1. Investitionsstau: Nachholbedarf beim Netzausbau treibt Kosten
Die Investitionskosten in die Stromnetze werden in den Medien oft ausschließlich als Folgekosten des Ausbaus der erneuerbaren Energien dargestellt. Dieser kausale Zusammenhang ist jedoch nicht haltbar, betrachtet man die Investitionen in die Stromnetze der vergangenen Jahre (1991 – 2015). Im Zuge der Liberalisierung des Strommarktes im Jahr 1998 wurden die Investitionen in die Stromnetze deutlich zurückgefahren. Wurden im Jahr 1993 noch rd. 4 Mrd. Euro in die Stromnetz investiert, gingen danach die Investitionen immer mehr zurück und erreichten 2003 mit 1,7 Mrd. Euro den Tiefpunkt. Erst danach haben die Stromversorger bzw. Netzbetreiber wieder mehr in die Stromnetze investiert. Mit rd. 4,0 Mrd. Euro erreichten die Investitionen erst 2013 wieder das Niveau von 1993.

investitionen stromnetze

Die Folge der geringen Investitionen in die Stromnetze ist ein erheblicher Modernisierungs- und Investitionsstau. Eine eindeutige Trennung zwischen den durch die Energiewende induzierten Netzausbaukosten und Kosten durch Versäumnisse in der Vergangenheit ist nicht möglich. Gleichwohl stellt die ausschließliche Erklärung steigender Netz-Investitionskosten mit dem Ausbau erneuerbarer Energien eine sehr einseitige Betrachtungsweise dar.

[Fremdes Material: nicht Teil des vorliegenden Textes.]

//! # Envelope Engine
//!
//! Derives a note's loudness and ADSR contour from its MIDI velocity.
//!
//! - Peak intensity follows an exponential curve, `1.018152 ^ velocity`, so
//!   hard hits are super-linearly louder. Velocity 0 gives exactly 1.0.
//! - Sustain intensity is a fixed 40% of the peak.
//! - The attack+decay share and the release share fall linearly with
//!   velocity: soft notes swell and fade slowly, hard notes are mostly sustain.
//!
//! | velocity | attack+decay | release | sustain |
//! |----------|--------------|---------|---------|
//! | 0        | 0.60         | 0.40    | 0.00    |
//! | 127      | 0.10         | 0.05    | 0.85    |
//!
//! Sustain is whatever remains, so the four fractions sum to 1.0 without any
//! renormalization step.

pub const INTENSITY_SENSITIVITY: f64 = 1.018152;
pub const SUSTAIN_RATIO: f64 = 0.4;

pub const MAX_AD_PERCENT: f64 = 0.6;
pub const MIN_AD_PERCENT: f64 = 0.1;
pub const AD_SLOPE: f64 = (MAX_AD_PERCENT - MIN_AD_PERCENT) / (0.0 - 127.0);
/// Fraction of the attack+decay span spent in attack.
pub const AD_PROPORTION: f64 = 0.2;

pub const MAX_R_PERCENT: f64 = 0.4;
pub const MIN_R_PERCENT: f64 = 0.05;
pub const R_SLOPE: f64 = (MAX_R_PERCENT - MIN_R_PERCENT) / (0.0 - 127.0);

/// ADSR fractions of a note's duration.
#[derive(Debug, Clone, Copy, PartialEq, Default)]
pub struct Envelope {
    pub attack: f64,
    pub decay: f64,
    pub sustain: f64,
    pub release: f64,
}

impl Envelope {
    /// All-zero envelope used by rests.
    pub const SILENT: Envelope = Envelope {
        attack: 0.0,
        decay: 0.0,
        sustain: 0.0,
        release: 0.0,
    };

    /// Fractions in synth order: attack, decay, sustain, release.
    pub fn as_array(&self) -> [f64; 4] {
        [self.attack, self.decay, self.sustain, self.release]
    }
}

/// Loudness and envelope for one note.
#[derive(Debug, Clone, Copy, PartialEq)]
pub struct Dynamics {
    pub peak_intensity: f64,
    pub sustain_intensity: f64,
    pub envelope: Envelope,
}

impl Dynamics {
    pub const SILENT: Dynamics = Dynamics {
        peak_intensity: 0.0,
        sustain_intensity: 0.0,
        envelope: Envelope::SILENT,
    };
}

/// Compute dynamics from a velocity.
///
/// Velocities outside 0..=127 are accepted; the slopes use `|velocity|`, the
/// peak curve uses the signed value.
///
/// # Examples
/// ```
/// use midisynth::envelope::dynamics_for_velocity;
///
/// let soft = dynamics_for_velocity(0);
/// assert_eq!(soft.peak_intensity, 1.0);
/// assert!((soft.envelope.release - 0.4).abs() < 1e-12);
/// ```
pub fn dynamics_for_velocity(velocity: i32) -> Dynamics {
    let peak_intensity = INTENSITY_SENSITIVITY.powf(velocity as f64);
    let sustain_intensity = peak_intensity * SUSTAIN_RATIO;

    let offset = (velocity.unsigned_abs() as f64) - 127.0;

    let ad_percent = AD_SLOPE * offset + MIN_AD_PERCENT;
    let attack = ad_percent * AD_PROPORTION;
    let decay = ad_percent - attack;
    let release = R_SLOPE * offset + MIN_R_PERCENT;
    let sustain = 1.0 - attack - decay - release;

    Dynamics {
        peak_intensity,
        sustain_intensity,
        envelope: Envelope {
            attack,
            decay,
            sustain,
            release,
        },
    }
}
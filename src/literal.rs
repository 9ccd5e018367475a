//! # Literal Writer
//!
//! Renders an [`OutputSong`] as a C designated-initializer literal that the
//! synth compiles in directly:
//!
//! ```text
//! {.music_tracks = (struct MusicTrack[]) {
//!     {.music_chords = (struct MusicChord[]) {
//!         {.music_notes = (struct MusicNote[]) {
//!             {.note = "C", .octave = 4, .duration = 0.5, ...}
//!         }, .duration = 0.5, .num_notes = 1}
//!     }, .playback_type = PLAYBACK_MONO, .length = 1}
//! }, .num_tracks = 1}
//! ```
//!
//! Nesting is indented with one tab per level and list elements are joined
//! by `",\n"` with no trailing comma. Floats use Rust's shortest round-trip
//! form, so `1.0` prints as `1` and every value parses back to the same double.

use crate::output::{OutputChord, OutputNote, OutputSong, OutputTrack};

/// Render a song as a synth literal.
pub fn to_literal(song: &OutputSong) -> String {
    let mut out = String::new();

    out.push_str("{.music_tracks = (struct MusicTrack[]) {\n");
    let tracks: Vec<String> = song.music_tracks.iter().map(track_to_literal).collect();
    out.push_str(&tracks.join(",\n"));
    out.push_str(&format!("\n}}, .num_tracks = {}}}", song.num_tracks()));

    out
}

fn track_to_literal(track: &OutputTrack) -> String {
    let mut out = String::new();

    out.push_str("\t{.music_chords = (struct MusicChord[]) {\n");
    let chords: Vec<String> = track.music_chords.iter().map(chord_to_literal).collect();
    out.push_str(&chords.join(",\n"));
    out.push_str(&format!(
        "\n\t}}, .playback_type = {}, .length = {}}}",
        track.playback_type.literal(),
        track.length()
    ));

    out
}

fn chord_to_literal(chord: &OutputChord) -> String {
    let mut out = String::new();

    out.push_str("\t\t{.music_notes = (struct MusicNote[]) {\n");
    let notes: Vec<String> = chord.music_notes.iter().map(note_to_literal).collect();
    out.push_str(&notes.join(",\n"));
    out.push_str(&format!(
        "\n\t\t}}, .duration = {}, .num_notes = {}}}",
        chord.duration,
        chord.num_notes()
    ));

    out
}

fn note_to_literal(note: &OutputNote) -> String {
    let [attack, decay, sustain, release] = note.adsr_envelope;
    format!(
        "\t\t\t{{.note = \"{}\", .octave = {}, .duration = {}, .peak_intensity = {}, .sustain_intensity = {}, .adsr_envelope = (double[]) {{{}, {}, {}, {}}}}}",
        note.note,
        note.octave,
        note.duration,
        note.peak_intensity,
        note.sustain_intensity,
        attack,
        decay,
        sustain,
        release
    )
}
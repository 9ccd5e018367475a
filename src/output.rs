//! Output record definitions
//!
//! One record per level of the synth's data layout. Field names match the
//! struct members the synth declares, so the literal writer can print them
//! as they are.

/// Playback mode of a track. The synth only plays monophonic tracks.
#[derive(Debug, Clone, Copy, PartialEq, Eq, Default)]
pub enum PlaybackType {
    #[default]
    Mono,
}

impl PlaybackType {
    /// Enum constant name on the synth side.
    pub fn literal(self) -> &'static str {
        match self {
            PlaybackType::Mono => "PLAYBACK_MONO",
        }
    }
}

#[derive(Debug, Clone, PartialEq)]
pub struct OutputNote {
    pub note: String,
    pub octave: i32,
    /// Seconds.
    pub duration: f64,
    pub peak_intensity: f64,
    pub sustain_intensity: f64,
    /// Attack, decay, sustain, release.
    pub adsr_envelope: [f64; 4],
}

#[derive(Debug, Clone, PartialEq)]
pub struct OutputChord {
    pub music_notes: Vec<OutputNote>,
    /// Seconds.
    pub duration: f64,
}

impl OutputChord {
    pub fn num_notes(&self) -> usize {
        self.music_notes.len()
    }
}

#[derive(Debug, Clone, PartialEq)]
pub struct OutputTrack {
    pub music_chords: Vec<OutputChord>,
    pub playback_type: PlaybackType,
}

impl OutputTrack {
    pub fn length(&self) -> usize {
        self.music_chords.len()
    }
}

#[derive(Debug, Clone, PartialEq, Default)]
pub struct OutputSong {
    pub music_tracks: Vec<OutputTrack>,
}

impl OutputSong {
    pub fn num_tracks(&self) -> usize {
        self.music_tracks.len()
    }
}
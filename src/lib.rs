//! # midisynth
//!
//! Converts a MIDI performance into a C literal of monophonic tracks for a
//! small embedded synth.
//!
//! ## Pipeline
//! 1. Read the MIDI file into onset-ordered chords and a tempo map (`midi`)
//! 2. Split overlapping chords into monophonic tracks, first fit (`partition`)
//! 3. Resolve ticks to microseconds and fill timeline gaps with rests (`rest`)
//! 4. Derive each note's dynamics from its velocity (`envelope`)
//! 5. Build the output records (`format`) and render them (`literal`)
//!
//! Steps 2 through 5 only need a [`TimeResolver`], so chords from any source
//! can be converted with [`convert_chords`].

pub mod config;
pub mod envelope;
pub mod error;
pub mod format;
pub mod literal;
pub mod midi;
pub mod model;
pub mod output;
pub mod partition;
pub mod rest;
pub mod summary;
pub mod tempo;

pub use config::{Adjacency, ConvertConfig};
pub use error::*;
pub use literal::to_literal;
pub use midi::read_performance;
pub use model::{Chord, Note, Performance, PitchClass};
pub use output::{OutputChord, OutputNote, OutputSong, OutputTrack, PlaybackType};
pub use tempo::{TempoMap, TimeResolver};

use log::debug;

/// Convert MIDI file bytes to the synth literal.
/// This is the main entry point for the library.
///
/// # Example
/// ```rust
/// use midisynth::{convert, ConvertConfig};
///
/// // A format 0 file with one empty track
/// let bytes = [
///     b'M', b'T', b'h', b'd', 0, 0, 0, 6, 0, 0, 0, 1, 0, 96,
///     b'M', b'T', b'r', b'k', 0, 0, 0, 4, 0, 0xFF, 0x2F, 0,
/// ];
/// let literal = convert(&bytes, &ConvertConfig::default())?;
/// assert!(literal.ends_with(".num_tracks = 0}"));
/// # Ok::<(), midisynth::ConvertError>(())
/// ```
pub fn convert(bytes: &[u8], config: &ConvertConfig) -> Result<String, ConvertError> {
    let performance = read_performance(bytes, config)?;
    let song = convert_chords(performance.chords, &performance.tempo_map, config.adjacency)?;
    Ok(to_literal(&song))
}

/// Partition chords into tracks and build the output records.
///
/// `chords` must be in non-decreasing start order; the first out-of-order
/// chord fails with [`ConvertError::UnsortedChords`].
pub fn convert_chords<R: TimeResolver + ?Sized>(
    chords: Vec<Chord>,
    resolver: &R,
    adjacency: Adjacency,
) -> Result<OutputSong, ConvertError> {
    let tracks = partition::partition_chords(chords, adjacency)?;
    let song = format::format_song(&tracks, resolver)?;
    debug!("converted into {} tracks", song.num_tracks());
    Ok(song)
}

/// Per-track chord timing listing for MIDI file bytes, in place of the
/// literal.
pub fn summarize(bytes: &[u8], config: &ConvertConfig) -> Result<String, ConvertError> {
    let performance = read_performance(bytes, config)?;
    let tracks = partition::partition_chords(performance.chords, config.adjacency)?;
    summary::render_summary(&tracks, &performance.tempo_map)
}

2. Netzentgelte trotz Ausbau der Netze und Zunahme von EE-Strom stabil

Trotz des Ausbaus der erneuerbaren Energien und der Stromnetze sind die Netzentgelte in den letzten Jahren zunächst gesunken. Für Haushaltskunden fielen die Netzentgelte von 2006 bis 2011 um immerhin 20 Prozent. Während die Netzentgelte für Haushaltskunden im Jahr 2006 nach Angaben der Bundesnetzagentur noch bei 7,3 Cent pro kWh lagen, betrugen sie 2011 nur 5,8 Cent pro kWh. Auch bei Gewerbe- und Industriekunden sind die Netzentgelte zwischen 2006 und 2011 rückläufig. Die Bundesnetzagentur sieht eine wichtige Ursache für die Verbilligung der Netzentgelte in der 2005 eingeführten Regulierung der Netze. Seit 2012 steigen die Netzentgelte wieder leicht.

netzentgelte

3. Befreiung der Industrie von den Netzentgelten

Firmen mit einem hohen Stromverbrauch (10 Mio. Kilowattstunden bei 7.000 Abnahmestunden pro Jahr) sind seit 2011 von den Netzentgelten befreit. Die Bundesregierung hat das mit einer "netzstabilisierenden Wirkung" von Energie-Großverbrauchern begründet. Durch diese Ausnahmeregelungen verteuert sich der Strom für alle anderen (wie im Falle der Befreiung von der EEG-Umlage), da diese über höhere Netzentgelte die subventionierten Unternehmen mitfinanzieren.
Derzeit prüft die EU-Kommission die Regelungen unter dem Verdacht der unerlaubten Beihilfe.